According to a new report on the TDSS/TDL4 malware published by security firm Damballa, the new attack is using domain generation algorithm (DGA)- based communication for command-and-control (C&C).
Used by Murofet, Sinowal and the recent Mac-based Flashback malware, DGA communications techniques are being used to successfully evade detection by blacklists, signature filters and static reputation systems, and to hide C&C infrastructure, Damballa reported.
TDSS/TDL4 is malware known to infect the master boot record (MBR) of computers, making it resistant to common practices in remediation. It has been described as the "indestructible" botnet, with the ability to act as a launch pad for other malware. At one point it was reported as having infected over 4.5 million victims.
A total of 85 hosting servers and 418 unique domains were identified as being related to the new TDSS/TDL4 threat, Damballa said. The top three hosting countries for the C&C servers are Russia (26 hosts), Romania (15 hosts) and the Netherlands (12 hosts).

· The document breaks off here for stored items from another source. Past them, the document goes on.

//! Snapshot export and restore.
//!
//! A snapshot is the full list of records in a store plus a format version,
//! encoded as JSON. Restoring goes through
//! [`TodoStore::restore`](crate::TodoStore::restore), which re-validates every
//! record, so a hand-edited file cannot smuggle an invalid todo in.

use serde::{Deserialize, Serialize};
use std::fs::File;
use std::io::{BufReader, BufWriter, Read, Write};
use std::path::Path;
use thiserror::Error;
use todo_store_core::{Todo, TodoError, TodoRecord};

/// Format version written by this crate.
pub const SNAPSHOT_VERSION: u32 = 1;

/// Errors from snapshot encoding, decoding and restore.
#[derive(Error, Debug)]
pub enum SnapshotError {
    /// The snapshot was written by an unknown format version.
    #[error("Unsupported snapshot version: {0}")]
    UnsupportedVersion(u32),

    /// The snapshot is not valid JSON for this format.
    #[error("Failed to encode or decode snapshot: {0}")]
    Json(#[from] serde_json::Error),

    /// Reading or writing the snapshot file failed.
    #[error("Snapshot I/O failed: {0}")]
    Io(#[from] std::io::Error),

    /// A record broke a todo invariant.
    #[error("Invalid record in snapshot: {0}")]
    Todo(#[from] TodoError),
}

/// Serialisable copy of every todo in a store
#[derive(Clone, Debug, PartialEq, Eq, Serialize, Deserialize)]
pub struct TodoSnapshot {
    /// Format version
    pub version: u32,
    /// Every record, oldest first
    pub todos: Vec<TodoRecord>,
}

impl TodoSnapshot {
    /// Creates a current-version snapshot from plain records
    #[must_use]
    pub const fn new(todos: Vec<TodoRecord>) -> Self {
        Self {
            version: SNAPSHOT_VERSION,
            todos,
        }
    }

    /// Creates a snapshot from todos
    #[must_use]
    pub fn from_todos(todos: &[Todo]) -> Self {
        Self::new(todos.iter().map(Todo::to_record).collect())
    }

    /// Number of records
    #[must_use]
    pub fn len(&self) -> usize {
        self.todos.len()
    }

    /// Whether the snapshot holds no records
    #[must_use]
    pub fn is_empty(&self) -> bool {
        self.todos.is_empty()
    }

    /// Writes the snapshot as pretty-printed JSON.
    ///
    /// # Errors
    ///
    /// Returns [`SnapshotError::Json`] if encoding or the underlying write fails.
    pub fn to_writer<W: Write>(&self, writer: W) -> Result<(), SnapshotError> {
        serde_json::to_writer_pretty(writer, self)?;
        Ok(())
    }

    /// Reads a snapshot from JSON.
    ///
    /// # Errors
    ///
    /// - [`SnapshotError::Json`] if the input is not a snapshot
    /// - [`SnapshotError::UnsupportedVersion`] for an unknown version
    pub fn from_reader<R: Read>(reader: R) -> Result<Self, SnapshotError> {
        let snapshot: Self = serde_json::from_reader(reader)?;
        snapshot.check_version()?;
        Ok(snapshot)
    }

    /// Writes the snapshot to a file, replacing it if it exists.
    ///
    /// # Errors
    ///
    /// Returns [`SnapshotError::Io`] if the file cannot be created or flushed.
    pub fn save(&self, path: impl AsRef<Path>) -> Result<(), SnapshotError> {
        let path = path.as_ref();
        let mut writer = BufWriter::new(File::create(path)?);
        self.to_writer(&mut writer)?;
        writer.flush()?;
        tracing::debug!(path = %path.display(), todos = self.len(), "Saved snapshot");
        Ok(())
    }

    /// Reads a snapshot from a file.
    ///
    /// # Errors
    ///
    /// Returns [`SnapshotError::Io`] if the file cannot be opened, or any
    /// error [`Self::from_reader`] returns.
    pub fn load(path: impl AsRef<Path>) -> Result<Self, SnapshotError> {
        let path = path.as_ref();
        let snapshot = Self::from_reader(BufReader::new(File::open(path)?))?;
        tracing::debug!(path = %path.display(), todos = snapshot.len(), "Loaded snapshot");
        Ok(snapshot)
    }

    pub(crate) fn check_version(&self) -> Result<(), SnapshotError> {
        if self.version == SNAPSHOT_VERSION {
            Ok(())
        } else {
            Err(SnapshotError::UnsupportedVersion(self.version))
        }
    }
}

"By adding elusive DGA C&C capabilities to malware that already evades detection and circumvents best practices in remediation by infecting master boot records, TDL4 is becoming increasingly problematic," said Manos Antonakakis, director of academic sciences for Damballa.
"With its known ability to act as a launch pad for other malware, and TDSS' history of sub-leasing access to their victims, these hidden infections in corporate networks go undetected for long periods of time," Antonakakis said.